I suggest that you pick a few analyses from past research that you thought were very interesting and could be important if updated, then propose update and extend those studies with automated reports. You've already done some work to updated and extend R:The Rise and Decline. I'd suggest looking at the following next:
- Wikipedian Self-Governance in Action: Motivating the Policy Lens, http://www.aaai.org/Papers/ICWSM/2008/ICWSM08-011.pdf
- Specifically, the graph showing diffusion of policy citation from active, core editors towards newbies.
- Creating destroying and restoring value on Wikipedia, http://www.katie.panciera.net/PriedhorskyGROUP2007.pdf
- Specifically, the graph showing the probability that any random pageview will see a vandalized version of an article.
I see a clear way that I can help you with those two should you choose to pursue them. There are likely many other bits of past work that incorporate a visualization component and could be very interesting, but my pre-coffee brain can't recall at the moment. --Halfak (WMF) (talk) 13:10, 29 September 2015 (UTC)
Some of the questions I'm currently focusing on
[edit]- How are the active edit sessions in a month split across the different editor cohorts? How do the new comers compare with the rest of the editors cohorts (In percentage & value terms)?
- How are the bytes added in a month split similarly?
- How has the longevity/retention rates changed for editor cohorts over time?
- How do the above change across the different languages?
- How do the above change as we go from active to very active editors?
- And what happens when we start looking at these from the articles perspective? Article longevity, article edit activity etc
- What are the articles the new comers work on? Are they editing older established articles or newer ones?
- What are the articles being vandalised & who are the vandals?
- How does the edit activity across a category look like? Are the articles edited mostly by experienced editors?
- What are the articles being edited on mobiles & VE, Who are the editors using them?
Some other ideas I'm thinking of - Research:Editor Behaviour Analysis & Graphs/Ideas.
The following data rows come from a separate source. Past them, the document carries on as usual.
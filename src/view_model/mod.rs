//! View-model builders.
//!
//! Turn raw service payloads into the exact structures the rendering
//! surfaces consume: the pie chart, the bar chart and the agent detail
//! panel. Everything here is pure; the page controllers decide when to call
//! these builders and what to do when a fetch fails.

use serde::Serialize;

use crate::api::{AgentPerformanceResult, Distribution};
use crate::display::{self, ForecastDisplay, TierDisplay};

/// Slice colors for the pie chart, assigned by position and cycled.
pub const PIE_PALETTE: [&str; 3] = [display::GREEN, display::ORANGE, display::RED];

/// Fixed bar chart categories, in render order.
pub const BAR_CATEGORIES: [&str; 2] = [display::NO_SALES_EXPECTED, display::SALES_EXPECTED];

/// Bar colors matching [`BAR_CATEGORIES`].
pub const BAR_PALETTE: [&str; 2] = [display::RED, display::GREEN];

/// Label of the bar chart's single dataset.
pub const BAR_DATASET_LABEL: &str = "Number of Agents";

// ---------------------------------------------------------------------------
// Pie
// ---------------------------------------------------------------------------

/// Performance tier distribution as pie chart data.
///
/// `categories`, `counts` and `colors` are parallel and always the same
/// length.
#[derive(Debug, Clone, Default, PartialEq, Eq, Serialize)]
pub struct PieModel {
    pub categories: Vec<String>,
    pub counts: Vec<u64>,
    pub colors: Vec<&'static str>,
}

impl PieModel {
    /// A pie with no slices, shown when the distribution could not be fetched.
    pub fn empty() -> Self {
        Self::default()
    }

    pub fn total(&self) -> u64 {
        self.counts.iter().fold(0u64, |acc, n| acc.saturating_add(*n))
    }
}

/// Build the pie model in the distribution's own key order.
pub fn build_performance_pie_model(distribution: &Distribution) -> PieModel {
    let mut model = PieModel::empty();
    for (i, (category, count)) in distribution.iter().enumerate() {
        model.categories.push(category.to_string());
        model.counts.push(count);
        model.colors.push(PIE_PALETTE[i % PIE_PALETTE.len()]);
    }
    model
}

// ---------------------------------------------------------------------------
// Bar
// ---------------------------------------------------------------------------

/// Prediction distribution as a two-bar chart.
#[derive(Debug, Clone, PartialEq, Eq, Serialize)]
pub struct BarModel {
    pub label: &'static str,
    pub categories: [&'static str; 2],
    pub counts: [u64; 2],
    pub colors: [&'static str; 2],
}

impl BarModel {
    /// Both bars at zero.
    pub fn zeroed() -> Self {
        Self {
            label: BAR_DATASET_LABEL,
            categories: BAR_CATEGORIES,
            counts: [0, 0],
            colors: BAR_PALETTE,
        }
    }

    pub fn total(&self) -> u64 {
        self.counts.iter().fold(0u64, |acc, n| acc.saturating_add(*n))
    }
}

impl Default for BarModel {
    fn default() -> Self {
        Self::zeroed()
    }
}

/// Build the bar model from keys `"0"` and `"1"`.
///
/// Other keys are ignored and missing ones count as zero.
pub fn build_prediction_bar_model(distribution: &Distribution) -> BarModel {
    BarModel {
        counts: [
            distribution.get("0").unwrap_or(0),
            distribution.get("1").unwrap_or(0),
        ],
        ..BarModel::zeroed()
    }
}

// ---------------------------------------------------------------------------
// Agent detail
// ---------------------------------------------------------------------------

/// Everything the lookup page's result panel shows.
#[derive(Debug, Clone, PartialEq, Eq, Serialize)]
pub struct AgentDetailModel {
    pub agent_code: String,
    pub forecast: ForecastDisplay,
    pub tier: TierDisplay,
    pub recommendations: Vec<String>,
}

pub fn build_agent_detail_model(result: &AgentPerformanceResult) -> AgentDetailModel {
    AgentDetailModel {
        agent_code: result.agent_code.clone(),
        forecast: display::forecast(result.prediction),
        tier: TierDisplay::derive(&result.performance_level),
        recommendations: result.recommendations.clone(),
    }
}

// ---------------------------------------------------------------------------
// Tests
// ---------------------------------------------------------------------------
I'll collate all of them soon.
Methods
[edit]I'll be using visualization techniques like the ones I've already used for the initial set of graphs to create the visualizations. They will all be interactive & allow the user to filter the visualization with a metric that is relevant to the specific visualization. Together we should be able to find our answers or at least directions we can further investigate.
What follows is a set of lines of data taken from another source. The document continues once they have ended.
//! Presentation-derivation rules.
//!
//! Pure, total functions that turn a performance tier or a binary prediction
//! into the attributes a rendering surface needs: star count, palette colors,
//! forecast label and trend direction.
//!
//! Tier matching is case-insensitive. Every function has an explicit default
//! branch for values outside the recognized domain:
//!
//! | Tier          | Stars | Primary   | Background |
//! |---------------|-------|-----------|------------|
//! | high          | 3     | `#4caf50` | `#e8f5e9`  |
//! | medium        | 2     | `#ff9800` | `#fff3e0`  |
//! | low           | 1     | `#f44336` | `#ffebee`  |
//! | anything else | 0     | `#4caf50` | `#e8f5e9`  |
//!
//! The unrecognized row reuses the green pair on purpose: an unknown tier is
//! shown with no stars but the neutral "high" palette.

use serde::Serialize;

// ---------------------------------------------------------------------------
// Palette
// ---------------------------------------------------------------------------

pub const GREEN: &str = "#4caf50";
pub const GREEN_BG: &str = "#e8f5e9";
pub const ORANGE: &str = "#ff9800";
pub const ORANGE_BG: &str = "#fff3e0";
pub const RED: &str = "#f44336";
pub const RED_BG: &str = "#ffebee";

/// Maximum number of stars in a tier rating.
pub const MAX_STARS: u8 = 3;

// ---------------------------------------------------------------------------
// Tier
// ---------------------------------------------------------------------------

/// A recognized performance tier, or `Unrecognized` for anything else.
#[derive(Debug, Clone, Copy, PartialEq, Eq, Serialize)]
#[serde(rename_all = "lowercase")]
pub enum Tier {
    High,
    Medium,
    Low,
    Unrecognized,
}

impl Tier {
    /// Classify a raw tier string, ignoring letter case.
    pub fn parse(raw: &str) -> Self {
        match raw.to_ascii_lowercase().as_str() {
            "high" => Self::High,
            "medium" => Self::Medium,
            "low" => Self::Low,
            _ => Self::Unrecognized,
        }
    }

    pub fn star_count(self) -> u8 {
        match self {
            Self::High => 3,
            Self::Medium => 2,
            Self::Low => 1,
            Self::Unrecognized => 0,
        }
    }

    pub fn primary_color(self) -> &'static str {
        match self {
            Self::High => GREEN,
            Self::Medium => ORANGE,
            Self::Low => RED,
            Self::Unrecognized => GREEN,
        }
    }

    pub fn background_color(self) -> &'static str {
        match self {
            Self::High => GREEN_BG,
            Self::Medium => ORANGE_BG,
            Self::Low => RED_BG,
            Self::Unrecognized => GREEN_BG,
        }
    }
}

/// Number of filled stars for a tier (0–3).
pub fn star_count(tier: &str) -> u8 {
    Tier::parse(tier).star_count()
}

/// Primary color token for a tier.
pub fn tier_color(tier: &str) -> &'static str {
    Tier::parse(tier).primary_color()
}

/// Background color token for a tier.
pub fn tier_background_color(tier: &str) -> &'static str {
    Tier::parse(tier).background_color()
}

/// Display attributes for one tier value.
///
/// `name` is the tier string exactly as the service sent it.
#[derive(Debug, Clone, PartialEq, Eq, Serialize)]
pub struct TierDisplay {
    pub name: String,
    pub tier: Tier,
    pub star_count: u8,
    pub max_stars: u8,
    pub primary_color: &'static str,
    pub background_color: &'static str,
}

impl TierDisplay {
    pub fn derive(raw: &str) -> Self {
        let tier = Tier::parse(raw);
        Self {
            name: raw.to_string(),
            tier,
            star_count: tier.star_count(),
            max_stars: MAX_STARS,
            primary_color: tier.primary_color(),
            background_color: tier.background_color(),
        }
    }
}

// ---------------------------------------------------------------------------
// Forecast
// ---------------------------------------------------------------------------

pub const SALES_EXPECTED: &str = "Sales Expected";
pub const NO_SALES_EXPECTED: &str = "No Sales Expected";

/// Direction of the forecast trend icon.
#[derive(Debug, Clone, Copy, PartialEq, Eq, Serialize)]
#[serde(rename_all = "lowercase")]
pub enum Trend {
    Up,
    Down,
}

/// Display attributes for a binary prediction.
#[derive(Debug, Clone, PartialEq, Eq, Serialize)]
pub struct ForecastDisplay {
    pub label: &'static str,
    pub trend: Trend,
    pub caption: &'static str,
    pub primary_color: &'static str,
    pub background_color: &'static str,
}

/// Derive the forecast display for a prediction value.
///
/// Only `1` means sales are expected; `0` and every other value fall into
/// the "No Sales Expected" branch.
pub fn forecast(prediction: i64) -> ForecastDisplay {
    match prediction {
        1 => ForecastDisplay {
            label: SALES_EXPECTED,
            trend: Trend::Up,
            caption: "High probability of sales in the upcoming month",
            primary_color: GREEN,
            background_color: GREEN_BG,
        },
        _ => ForecastDisplay {
            label: NO_SALES_EXPECTED,
            trend: Trend::Down,
            caption: "Low probability of sales in the upcoming month",
            primary_color: RED,
            background_color: RED_BG,
        },
    }
}

/// Forecast label for a prediction value.
pub fn forecast_label(prediction: i64) -> &'static str {
    forecast(prediction).label
}

// ---------------------------------------------------------------------------
// Tests
// ---------------------------------------------------------------------------

#[cfg(test)]
mod tests {
    use super::*;

    #[test]
    fn star_count_ignores_case() {
        for raw in ["high", "High", "HIGH", "hIgH"] {
            assert_eq!(star_count(raw), 3, "{raw}");
        }
        assert_eq!(star_count("MEDIUM"), 2);
        assert_eq!(star_count("low"), 1);
    }

    #[test]
    fn star_count_is_monotonic() {
        assert!(star_count("high") > star_count("medium"));
        assert!(star_count("medium") > star_count("low"));
        assert!(star_count("low") > star_count("unknown"));
    }

    #[test]
    fn unrecognized_tier_defaults() {
        for raw in ["", "excellent", " high", "hi"] {
            assert_eq!(star_count(raw), 0, "{raw:?}");
            assert_eq!(tier_color(raw), GREEN);
            assert_eq!(tier_background_color(raw), GREEN_BG);
        }
    }

    #[test]
    fn tier_palette() {
        assert_eq!(tier_color("High"), GREEN);
        assert_eq!(tier_color("medium"), ORANGE);
        assert_eq!(tier_color("LOW"), RED);
        assert_eq!(tier_background_color("medium"), ORANGE_BG);
        assert_eq!(tier_background_color("low"), RED_BG);
    }

    #[test]
    fn tier_display_preserves_case() {
        let d = TierDisplay::derive("MeDiUm");
        assert_eq!(d.name, "MeDiUm");
        assert_eq!(d.tier, Tier::Medium);
        assert_eq!(d.star_count, 2);
        assert_eq!(d.max_stars, 3);
    }

    #[test]
    fn forecast_labels() {
        assert_eq!(forecast_label(1), "Sales Expected");
        assert_eq!(forecast_label(0), "No Sales Expected");
        assert_eq!(forecast_label(2), "No Sales Expected");
        assert_eq!(forecast_label(-1), "No Sales Expected");
    }

    #[test]
    fn forecast_trend_and_colors() {
        let up = forecast(1);
        assert_eq!(up.trend, Trend::Up);
        assert_eq!(up.background_color, GREEN_BG);

        let down = forecast(0);
        assert_eq!(down.trend, Trend::Down);
        assert_eq!(down.primary_color, RED);
    }

    #[test]
    fn tier_serializes_lowercase() {
        let json = serde_json::to_string(&Tier::Unrecognized).unwrap();
        assert_eq!(json, "\"unrecognized\"");
    }
}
These Visualizations Vs stats.wikimedia.org
[edit]- Many of these visualization show the split in activity by editor cohorts. Stats shows only gross number for a month.
- These visualizations are interactive and allow the user to filter the data, most of them on stats are static.
- The charts on stats and the proposed visualizations here(some have already been built) are very different and complement each other.
Hi Halfak (WMF), 'Creating destroying and restoring value on Wikipedia' looks interesting. Especially the PWV. Let me do some more reading before I get back to you on this. Are there other metrics/papers you want me to look at reverts, flagged revisions etc?--Jeph paul (talk) 13:40, 4 October 2015 (UTC)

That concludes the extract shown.